飼い主がおろおろしたりうちひしがれていると、猫はそれを察知し、猫も動揺します。飼い主の動揺の理由が猫に理解できるのかどうかはわかりません。そういうときは、やさしく猫の頭をなでて元気づけ、安心させてあげましょう。(P151)
これについては、訳者のあとがきでもこう綴られています。
猫は驚くほど飼い主のムードに敏感だ。実際、飼い主の態度しだいで、猫は幸せになったり、うちひしがれたりする。(中略)私の猫は、私が「笑点」の大喜利などを見聞きしながら大声で笑っていると、最高にリラックスして寝ている。私が幸せな気分でいるのがわかって、安心できるのだ。逆に忙しくて、階段をどかどか上がってきたりすると、猫もいっしょになって緊張し、くつろがず、よく鳴く。(中略)猫は飼い主のフラストレーションを直接に感じ、受け止めるから、気をつけないといけないといつも思っている。(P183~184 )
猫飼いならば何度も体験し、「ごめん」と猫に謝っているのではないでしょうか?
余談ですが、先日、猫シェルターの代表者にお話を聞く機会があり、その方も「猫の前では絶対泣くな。笑顔で『楽しいねぇ』と明るく振る舞うように」と言っていたのが、上記2つのエピソードとリンクして強く印象に残りました。

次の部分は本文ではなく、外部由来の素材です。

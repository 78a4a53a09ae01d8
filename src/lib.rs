//! dexprobe: DEX header parsing and Android packer identification.
//!
//! Given the raw bytes of an Android application package, this crate parses
//! the embedded DEX executable's header into a validated structural model and
//! classifies whether, and by which known third-party protector, the package
//! has been repackaged. It is an offline library: no network, no UI, a thin
//! presentation layer consumes the [`core::ScanReport`] it produces.
//!
//! ```no_run
//! use dexprobe::scan::Classifier;
//!
//! let bytes = std::fs::read("app.apk").unwrap();
//! let classifier = Classifier::with_builtin();
//! let report = classifier.scan(&bytes);
//! println!("{:?}", report.verdict.protection);
//! ```

/// Core data types module
pub mod core;

/// Error types and the crate-wide `Result` alias
pub mod error;

/// Tracing initialization helpers
pub mod logging;

/// Scan runtime: reader, parsers, catalog, classifier
pub mod scan;

#[cfg(test)]
pub(crate) mod testutil;

pub use crate::core::{Protection, ScanReport, Verdict};
pub use crate::error::{DexProbeError, Result};
pub use crate::scan::{Classifier, ScanConfig, SignatureCatalog};
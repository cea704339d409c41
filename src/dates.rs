// =============================================================================
// dates.rs — THE CARRIER DATE ROSETTA STONE
// =============================================================================
//
// Every carrier has its own idea of how to write "the fifteenth of March".
// We try a short, ordered list of matchers and take the first one that
// works. If nothing matches, the caller keeps the raw text for display and
// the shipment sorts as if it had no ETA at all.
//
// Matchers accept trailing junk (times, timezones, "(estimated)") because
// the date is always at the front and the rest never matters for sorting.
// =============================================================================

use chrono::{DateTime, NaiveDate, NaiveDateTime};
use tracing::trace;

type Matcher = fn(&str) -> Option<NaiveDate>;

/// Tried in order. First hit wins.
const MATCHERS: &[(&str, Matcher)] = &[
    ("month-abbr-dash", month_abbr_dash),
    ("day-month-year-slash", day_month_year_slash),
    ("iso", iso_year_month_day),
    ("fallback", fallback),
];

/// Parse a carrier date string into a calendar date, or `None` if it is
/// not something we recognise.
pub fn parse_date(raw: &str) -> Option<NaiveDate> {
    let text = raw.trim();
    if text.is_empty() {
        return None;
    }

    for (name, matcher) in MATCHERS {
        if let Some(date) = matcher(text) {
            trace!(raw = text, matcher = *name, %date, "date parsed");
            return Some(date);
        }
    }

    trace!(raw = text, "no date matcher accepted input");
    None
}

/// Convenience for `Option<String>` fields like `eta`.
pub fn parse_optional(raw: Option<&str>) -> Option<NaiveDate> {
    raw.and_then(parse_date)
}

fn leading(text: &str, fmt: &str) -> Option<NaiveDate> {
    NaiveDate::parse_and_remainder(text, fmt)
        .ok()
        .map(|(date, _rest)| date)
}

/// `MAR-15-2026`, `Mar-15-2026 08:00`
fn month_abbr_dash(text: &str) -> Option<NaiveDate> {
    leading(text, "%b-%d-%Y")
}

/// `15/03/2026`
fn day_month_year_slash(text: &str) -> Option<NaiveDate> {
    leading(text, "%d/%m/%Y")
}

/// `2026-03-15`, `2026-03-15T10:30:00Z`
fn iso_year_month_day(text: &str) -> Option<NaiveDate> {
    leading(text, "%Y-%m-%d")
}

/// Whatever else the carriers come up with that we have seen in the wild.
fn fallback(text: &str) -> Option<NaiveDate> {
    if let Ok(dt) = DateTime::parse_from_rfc3339(text) {
        return Some(dt.date_naive());
    }
    if let Ok(dt) = DateTime::parse_from_rfc2822(text) {
        return Some(dt.date_naive());
    }
    if let Ok(dt) = NaiveDateTime::parse_from_str(text, "%Y/%m/%d %H:%M") {
        return Some(dt.date());
    }

    const DATE_FORMATS: &[&str] = &[
        "%Y/%m/%d",
        "%m/%d/%Y",
        "%d-%b-%Y",
        "%d %b %Y",
        "%b %d, %Y",
        "%d.%m.%Y",
        "%Y%m%d",
    ];
    DATE_FORMATS.iter().find_map(|fmt| leading(text, fmt))
}
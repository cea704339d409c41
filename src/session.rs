// =============================================================================
// session.rs — THE DISPATCHER
// =============================================================================
//
// Turns whatever the user pasted into the search box into orchestrator
// calls, retries the ones that come back empty, and folds the winners into
// the session's shipment list.
//
// The rules:
//   - every value gets up to `max_attempts` (2) lookups, `retry_backoff`
//     (2s) apart
//   - more than one value? a fixed pool of `worker_pool_size` (2) lookups
//     in flight at once, the rest wait their turn
//   - results are folded in completion order, not input order
//   - every search bumps the generation; cancelling bumps it too. Anything
//     that finishes under an old generation is dropped on the floor.
//
// Workers never touch the shipment list. They hand outcomes back to the one
// loop that owns the session, which checks the generation before doing
// anything with them. That loop is the only writer, so no locks.
// =============================================================================

use std::collections::HashSet;
use std::sync::atomic::{AtomicU64, Ordering};
use std::sync::Arc;
use std::time::Duration;

use crossbeam_channel::Sender;
use futures::stream::{self, StreamExt};
use parking_lot::Mutex;
use tokio_util::sync::CancellationToken;
use tracing::{debug, info, warn};
use uuid::Uuid;

use crate::config::Config;
use crate::error::{FailureReason, ValueFailure};
use crate::models::{AdapterProgress, ProgressStatus, TrackedShipment, TrackingResult};
use crate::orchestrator::{Orchestrator, ProgressFn};
use crate::reconcile::{IngestOutcome, ReconciliationEngine};

/// Everything the presentation layer might want to hear about.
#[derive(Debug, Clone)]
pub enum SessionUpdate {
    AdapterProgress {
        generation: u64,
        value: String,
        progress: AdapterProgress,
    },
    Retrying {
        value: String,
        attempt: u32,
        backoff: Duration,
    },
    ShipmentUpdated {
        value: String,
        created: bool,
        shipment: TrackedShipment,
    },
    BatchProgress {
        completed: usize,
        total: usize,
    },
    Finished {
        generation: u64,
        failures: Vec<ValueFailure>,
    },
    Cancelled {
        generation: u64,
    },
}

/// Cloneable remote control for a controller: lets another task cancel the
/// running search or check whether a generation is still live.
#[derive(Clone)]
pub struct SearchHandle {
    generation: Arc<AtomicU64>,
    current: Arc<Mutex<CancellationToken>>,
}

impl Default for SearchHandle {
    fn default() -> Self {
        Self::new()
    }
}

impl SearchHandle {
    pub fn new() -> Self {
        Self {
            generation: Arc::new(AtomicU64::new(0)),
            current: Arc::new(Mutex::new(CancellationToken::new())),
        }
    }

    /// Start a new generation. Whatever the previous one was doing is
    /// cancelled.
    fn begin(&self) -> (u64, CancellationToken) {
        let mut current = self.current.lock();
        current.cancel();
        let token = CancellationToken::new();
        *current = token.clone();
        let generation = self.generation.fetch_add(1, Ordering::SeqCst) + 1;
        (generation, token)
    }

    /// User pressed cancel.
    pub fn cancel(&self) {
        let generation = self.generation.fetch_add(1, Ordering::SeqCst) + 1;
        self.current.lock().cancel();
        info!(generation, "Search cancelled");
    }

    pub fn generation(&self) -> u64 {
        self.generation.load(Ordering::SeqCst)
    }

    pub fn is_current(&self, generation: u64) -> bool {
        self.generation() == generation
    }
}

/// The user's working set: the shipment list and nothing else.
#[derive(Debug)]
pub struct Session {
    pub id: Uuid,
    engine: ReconciliationEngine,
}

impl Session {
    fn new() -> Self {
        Self {
            id: Uuid::new_v4(),
            engine: ReconciliationEngine::new(),
        }
    }

    pub fn shipments(&self) -> &[TrackedShipment] {
        self.engine.shipments()
    }

    pub fn engine(&self) -> &ReconciliationEngine {
        &self.engine
    }
}

#[derive(Debug, Clone, Copy)]
pub struct RetryPolicy {
    pub max_attempts: u32,
    pub backoff: Duration,
}

impl RetryPolicy {
    pub fn from_config(config: &Config) -> Self {
        Self {
            max_attempts: config.max_attempts.max(1),
            backoff: config.retry_backoff,
        }
    }
}

/// How a search went, once it is over.
#[derive(Debug, Clone, PartialEq, Eq)]
pub struct BatchReport {
    pub generation: u64,
    pub total: usize,
    /// Shipment ids touched, in completion order.
    pub found: Vec<String>,
    pub failures: Vec<ValueFailure>,
    pub cancelled: bool,
}

impl BatchReport {
    /// `None` when everything was found (or the search was cancelled).
    pub fn error_message(&self) -> Option<String> {
        if self.cancelled {
            return None;
        }
        match self.failures.as_slice() {
            [] => None,
            [single] => Some(single.to_string()),
            many => {
                let lines: Vec<String> = many.iter().map(|f| format!("  {}", f)).collect();
                Some(format!(
                    "{} of {} tracking values failed:\n{}",
                    many.len(),
                    self.total,
                    lines.join("\n")
                ))
            }
        }
    }
}

/// Split pasted input on commas, semicolons and whitespace. Duplicates
/// (ignoring case) are dropped, first occurrence wins.
pub fn split_values(raw: &str) -> Vec<String> {
    dedupe_values(raw.split(|c: char| c == ',' || c == ';' || c.is_whitespace()))
}

fn dedupe_values<I, S>(values: I) -> Vec<String>
where
    I: IntoIterator<Item = S>,
    S: AsRef<str>,
{
    let mut seen = HashSet::new();
    values
        .into_iter()
        .map(|v| v.as_ref().trim().to_string())
        .filter(|v| !v.is_empty())
        .filter(|v| seen.insert(v.to_uppercase()))
        .collect()
}

enum ValueOutcome {
    Found(TrackingResult),
    Failed(ValueFailure),
    Cancelled,
}

/// Publishes updates for one generation, and only while it is live.
/// Cloned into progress callbacks, which can outlive a single lookup.
#[derive(Clone)]
struct Publisher {
    handle: SearchHandle,
    token: CancellationToken,
    generation: u64,
    updates: Option<Sender<SessionUpdate>>,
}

impl Publisher {
    fn is_live(&self) -> bool {
        !self.token.is_cancelled() && self.handle.is_current(self.generation)
    }

    fn publish(&self, update: SessionUpdate) {
        if !self.is_live() {
            return;
        }
        if let Some(tx) = &self.updates {
            let _ = tx.send(update);
        }
    }
}

/// Shared, read-only context for the workers of one search.
struct Attempts<'a> {
    orchestrator: &'a Orchestrator,
    policy: RetryPolicy,
    publisher: Publisher,
    force_refresh: bool,
}

impl Attempts<'_> {
    fn still_current(&self) -> bool {
        self.publisher.is_live()
    }

    fn publish(&self, update: SessionUpdate) {
        self.publisher.publish(update);
    }

    /// Progress sink for one attempt. Adapter errors land in `errors` so the
    /// failure message can name the first one.
    fn progress_sink(&self, value: &str, errors: &Arc<Mutex<Vec<(String, String)>>>) -> ProgressFn {
        let publisher = self.publisher.clone();
        let errors = Arc::clone(errors);
        let value = value.to_string();
        Arc::new(move |progress: AdapterProgress| {
            if progress.status == ProgressStatus::Error {
                errors.lock().push((
                    progress.adapter_name.clone(),
                    progress.detail.clone().unwrap_or_default(),
                ));
            }
            publisher.publish(SessionUpdate::AdapterProgress {
                generation: publisher.generation,
                value: value.clone(),
                progress,
            });
        })
    }

    async fn run_value(&self, value: String) -> (String, ValueOutcome) {
        let mut last_failure = None;
        let token = &self.publisher.token;

        for attempt in 1..=self.policy.max_attempts {
            if !self.still_current() {
                return (value, ValueOutcome::Cancelled);
            }

            let adapter_errors = Arc::new(Mutex::new(Vec::new()));
            let on_progress = self.progress_sink(&value, &adapter_errors);

            let result = self
                .orchestrator
                .lookup_with_cancel(&value, &on_progress, self.force_refresh, token)
                .await;

            if !self.still_current() {
                debug!(value = %value, generation = self.publisher.generation, "Stale lookup result ignored");
                return (value, ValueOutcome::Cancelled);
            }
            if let Some(result) = result {
                return (value, ValueOutcome::Found(result));
            }

            let first_error = adapter_errors.lock().first().cloned();
            let reason = first_error
                .map(|(adapter, message)| FailureReason::AdapterFailed { adapter, message })
                .unwrap_or(FailureReason::NotFound);
            last_failure = Some(ValueFailure {
                value: value.clone(),
                reason,
            });

            if attempt < self.policy.max_attempts {
                self.orchestrator.metrics().record_retry();
                warn!(
                    value = %value,
                    attempt,
                    backoff = ?self.policy.backoff,
                    "Lookup came back empty, retrying"
                );
                self.publish(SessionUpdate::Retrying {
                    value: value.clone(),
                    attempt: attempt + 1,
                    backoff: self.policy.backoff,
                });

                tokio::select! {
                    _ = tokio::time::sleep(self.policy.backoff) => {}
                    _ = token.cancelled() => return (value, ValueOutcome::Cancelled),
                }
            }
        }

        let failure = last_failure.unwrap_or_else(|| ValueFailure {
            value: value.clone(),
            reason: FailureReason::NotFound,
        });
        (value, ValueOutcome::Failed(failure))
    }
}

pub struct SearchController {
    orchestrator: Arc<Orchestrator>,
    policy: RetryPolicy,
    worker_pool_size: usize,
    session: Session,
    handle: SearchHandle,
    updates: Option<Sender<SessionUpdate>>,
}

impl SearchController {
    pub fn new(orchestrator: Arc<Orchestrator>, config: &Config) -> Self {
        Self {
            orchestrator,
            policy: RetryPolicy::from_config(config),
            worker_pool_size: config.worker_pool_size.max(1),
            session: Session::new(),
            handle: SearchHandle::new(),
            updates: None,
        }
    }

    /// Publish `SessionUpdate`s on `tx` from now on.
    pub fn with_updates(mut self, tx: Sender<SessionUpdate>) -> Self {
        self.updates = Some(tx);
        self
    }

    pub fn handle(&self) -> SearchHandle {
        self.handle.clone()
    }

    pub fn session(&self) -> &Session {
        &self.session
    }

    pub fn shipments(&self) -> &[TrackedShipment] {
        self.session.shipments()
    }

    pub fn remove_shipment(&mut self, id: &str) -> Option<TrackedShipment> {
        self.session.engine.remove(id)
    }

    /// Search for every value, fold what's found into the session, and
    /// report what wasn't. One value or fifty, same code path; only the
    /// pool width differs.
    pub async fn search<I, S>(&mut self, values: I, force_refresh: bool) -> BatchReport
    where
        I: IntoIterator<Item = S>,
        S: AsRef<str>,
    {
        let values = dedupe_values(values);
        let total = values.len();
        let (generation, token) = self.handle.begin();

        let Self {
            ref orchestrator,
            policy,
            worker_pool_size,
            ref mut session,
            ref handle,
            ref updates,
        } = *self;

        let pool = if total > 1 { worker_pool_size } else { 1 };
        info!(
            session = %session.id,
            generation,
            total,
            workers = pool,
            force_refresh,
            "Search started"
        );

        let ctx = Attempts {
            orchestrator: orchestrator.as_ref(),
            policy,
            publisher: Publisher {
                handle: handle.clone(),
                token,
                generation,
                updates: updates.clone(),
            },
            force_refresh,
        };

        let mut found = Vec::new();
        let mut failures = Vec::new();
        let mut completed = 0usize;

        {
            let mut outcomes = stream::iter(values)
                .map(|value| ctx.run_value(value))
                .buffer_unordered(pool);

            while let Some((value, outcome)) = outcomes.next().await {
                if !ctx.still_current() {
                    debug!(value = %value, generation, "Search superseded, dropping remaining work");
                    break;
                }

                match outcome {
                    ValueOutcome::Found(result) => {
                        let ingest = session.engine.ingest(&value, result);
                        let created = matches!(ingest, IngestOutcome::Created { .. });
                        if let Some(shipment) = session.engine.get(ingest.id()) {
                            ctx.publish(SessionUpdate::ShipmentUpdated {
                                value: value.clone(),
                                created,
                                shipment: shipment.clone(),
                            });
                        }
                        found.push(ingest.id().to_string());
                    }
                    ValueOutcome::Failed(failure) => {
                        orchestrator.metrics().record_value_failed();
                        warn!(value = %value, reason = %failure, "Tracking value failed");
                        failures.push(failure);
                    }
                    ValueOutcome::Cancelled => break,
                }

                completed += 1;
                ctx.publish(SessionUpdate::BatchProgress { completed, total });
            }
        }

        let cancelled = !ctx.still_current();
        if cancelled {
            info!(generation, completed, total, "Search ended early, results discarded");
            if let Some(tx) = updates.as_ref() {
                let _ = tx.send(SessionUpdate::Cancelled { generation });
            }
        } else {
            info!(
                generation,
                total,
                found = found.len(),
                failed = failures.len(),
                "Search finished"
            );
            ctx.publish(SessionUpdate::Finished {
                generation,
                failures: failures.clone(),
            });
        }

        BatchReport {
            generation,
            total,
            found,
            failures,
            cancelled,
        }
    }
}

この本の終わりのほうに「また猫を飼うべきか?」という小項目があります。
「死んだばかりなのにとんでもない!」「もう悲しみはこりごり」という人もいるでしょうし、ペットロスで苦しんでいるかもしれません。
私の知り合いに、新しい猫を受け入れることでペットロスを解消した人がいます。飼い主の年齢を考えると子猫を迎えるのは難しかったり、まだ元気な先住猫がいるなど考慮すべきこともあるかと思います。

著者は、もし新しい猫を受け入れると決断するならば、その前に悲しみが完全に癒やされているかどうか確認するように注意しています。早すぎると自分のなかで葛藤が起こり、亡くなった猫の代わりとみなしたり、面影を重ねてみることになってしまうかもしれません。

最後のエピソードは、アメリカの動物保護団体のスタッフのこんな文章で締めくくられています。
あなたの飼い猫は、待っている猫に場所をゆずるために死ぬタイミングを選んだのです。亡くなった猫の厚意をむだにしないでください。
せっかく席を詰めてくれたのですから、どうぞ待っている猫を席に座らせてあげてください。(P167)
本書「年老いた猫との暮らし方」ともう一冊の「猫とさいごの日まで幸せに暮らす本」。この2冊を手元に置いて、老猫との充実した毎日を過ごそうと思いました。両方ともオススメです。